Quantal Ca(2+) release mediated by very few IP(3) receptors that rapidly inactivate allows graded responses to IP(3)

Inositol 1,4,5-trisphosphate receptors (IP(3)Rs) are intracellular Ca(2+) channels that link extracellular stimuli to Ca(2+) signals. Ca(2+) release from intracellular stores is “quantal”: low IP(3) concentrations rapidly release a fraction of the stores. Ca(2+) release then slows or terminates without compromising responses to further IP(3) additions. The mechanisms are unresolved. Here, we synthesize a high-affinity partial agonist of IP(3)Rs and use it to demonstrate that quantal responses do not require heterogenous Ca(2+) stores. IP(3)Rs respond incrementally to IP(3) and close after the initial response to low IP(3) concentrations.
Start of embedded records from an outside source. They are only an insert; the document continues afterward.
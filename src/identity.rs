//! Identity

use std::fmt::{Display, Formatter, Result as FmtResult};

use serde::{Deserialize, Serialize};

/// Storage key shared by every anonymous session.
pub const ANONYMOUS_CART_KEY: &str = "cart";

/// Prefix of per-user storage keys.
pub const USER_CART_KEY_PREFIX: &str = "cart_";

/// User identifier, as issued by the authentication backend.
#[derive(Debug, Clone, PartialEq, Eq, Hash, Serialize, Deserialize)]
#[serde(transparent)]
pub struct UserId(String);

impl UserId {
    /// Wrap a raw backend id.
    pub fn new(id: impl Into<String>) -> Self {
        Self(id.into())
    }

    /// Borrow the raw id.
    pub fn as_str(&self) -> &str {
        &self.0
    }
}

impl Display for UserId {
    fn fmt(&self, f: &mut Formatter<'_>) -> FmtResult {
        f.write_str(&self.0)
    }
}

/// Authentication status as seen by the cart.
#[derive(Debug, Clone, Default, PartialEq, Eq)]
pub enum Identity {
    /// The authentication check has not finished.
    #[default]
    Pending,

    /// No session.
    Anonymous,

    /// A session exists. The user id may not be resolved yet.
    Authenticated {
        /// Resolved user id
        user_id: Option<UserId>,
    },
}

impl Identity {
    /// Authenticated identity with a known user id.
    pub fn user(user_id: impl Into<String>) -> Self {
        Self::Authenticated {
            user_id: Some(UserId::new(user_id)),
        }
    }

    /// Whether remote sync applies to this identity.
    pub fn is_authenticated(&self) -> bool {
        matches!(self, Self::Authenticated { .. })
    }

    /// Whether the authentication check is still running.
    pub fn is_pending(&self) -> bool {
        matches!(self, Self::Pending)
    }

    /// The resolved user id, if any.
    pub fn user_id(&self) -> Option<&UserId> {
        match self {
            Self::Authenticated { user_id } => user_id.as_ref(),
            Self::Pending | Self::Anonymous => None,
        }
    }

    /// Local storage key for this identity; `None` while pending.
    pub fn storage_key(&self) -> Option<String> {
        match self {
            Self::Pending => None,
            Self::Authenticated {
                user_id: Some(user_id),
            } => Some(user_cart_key(user_id)),
            Self::Anonymous | Self::Authenticated { user_id: None } => {
                Some(ANONYMOUS_CART_KEY.to_string())
            }
        }
    }
}

/// Per-user storage key, `cart_<userId>`.
pub fn user_cart_key(user_id: &UserId) -> String {
    format!("{USER_CART_KEY_PREFIX}{user_id}")
}
use campus_cart::products::ProductSummary;
use clap::Args;
use rust_decimal::Decimal;

use crate::config::SessionConfig;

use super::{render, session};

#[derive(Debug, Args)]
pub(crate) struct AddArgs {
    /// Product id
    product_id: String,

    /// Product display name
    #[arg(long, default_value = "")]
    name: String,

    /// Price per rental day
    #[arg(long)]
    price: Decimal,

    /// Units available to rent
    #[arg(long)]
    stock: u32,

    /// Units to add
    #[arg(long, default_value_t = 1)]
    quantity: u32,

    /// Rental duration in days; defaults to the cart's duration
    #[arg(long)]
    days: Option<u32>,
}

pub(super) async fn run(config: &SessionConfig, args: AddArgs) -> Result<(), String> {
    if args.price.is_sign_negative() {
        return Err("price cannot be negative".to_string());
    }

    let mut store = session::open(config).await?;
    let rental_days = args
        .days
        .unwrap_or_else(|| store.state().rental_days_default());

    session::change_cart(&mut store, "add item", |store| {
        store.add_item(
            ProductSummary::new(args.product_id, args.name, args.price, args.stock),
            args.quantity,
            rental_days,
        )
    })
    .await?;

    render::print_cart(store.state(), config)
}
use campus_cart::products::ProductId;
use clap::Args;

use crate::config::SessionConfig;

use super::{render, session};

#[derive(Debug, Args)]
pub(crate) struct ItemDaysArgs {
    /// Product id
    product_id: String,

    /// Rental duration in days
    days: u32,
}

#[derive(Debug, Args)]
pub(crate) struct DurationArgs {
    /// Rental duration in days for every line
    days: u32,
}

pub(super) async fn run_item(config: &SessionConfig, args: ItemDaysArgs) -> Result<(), String> {
    let mut store = session::open(config).await?;

    session::change_cart(&mut store, "update rental days", |store| {
        store.update_item_rental_days(&ProductId::new(args.product_id), args.days)
    })
    .await?;

    render::print_cart(store.state(), config)
}

pub(super) async fn run_cart(config: &SessionConfig, args: DurationArgs) -> Result<(), String> {
    let mut store = session::open(config).await?;

    session::change_cart(&mut store, "update rental days", |store| {
        store.update_rental_days(args.days)
    })
    .await?;

    render::print_cart(store.state(), config)
}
Comparing functional responses with IP(3) binding shows that only a tiny fraction of a cell’s IP(3)Rs mediate incremental Ca(2+) release; inactivation does not therefore affect most IP(3)Rs. We conclude, and test by simulations, that Ca(2+) signals evoked by IP(3) pulses arise from rapid activation and then inactivation of very few IP(3)Rs. This allows IP(3)Rs to behave as increment detectors mediating graded Ca(2+) release.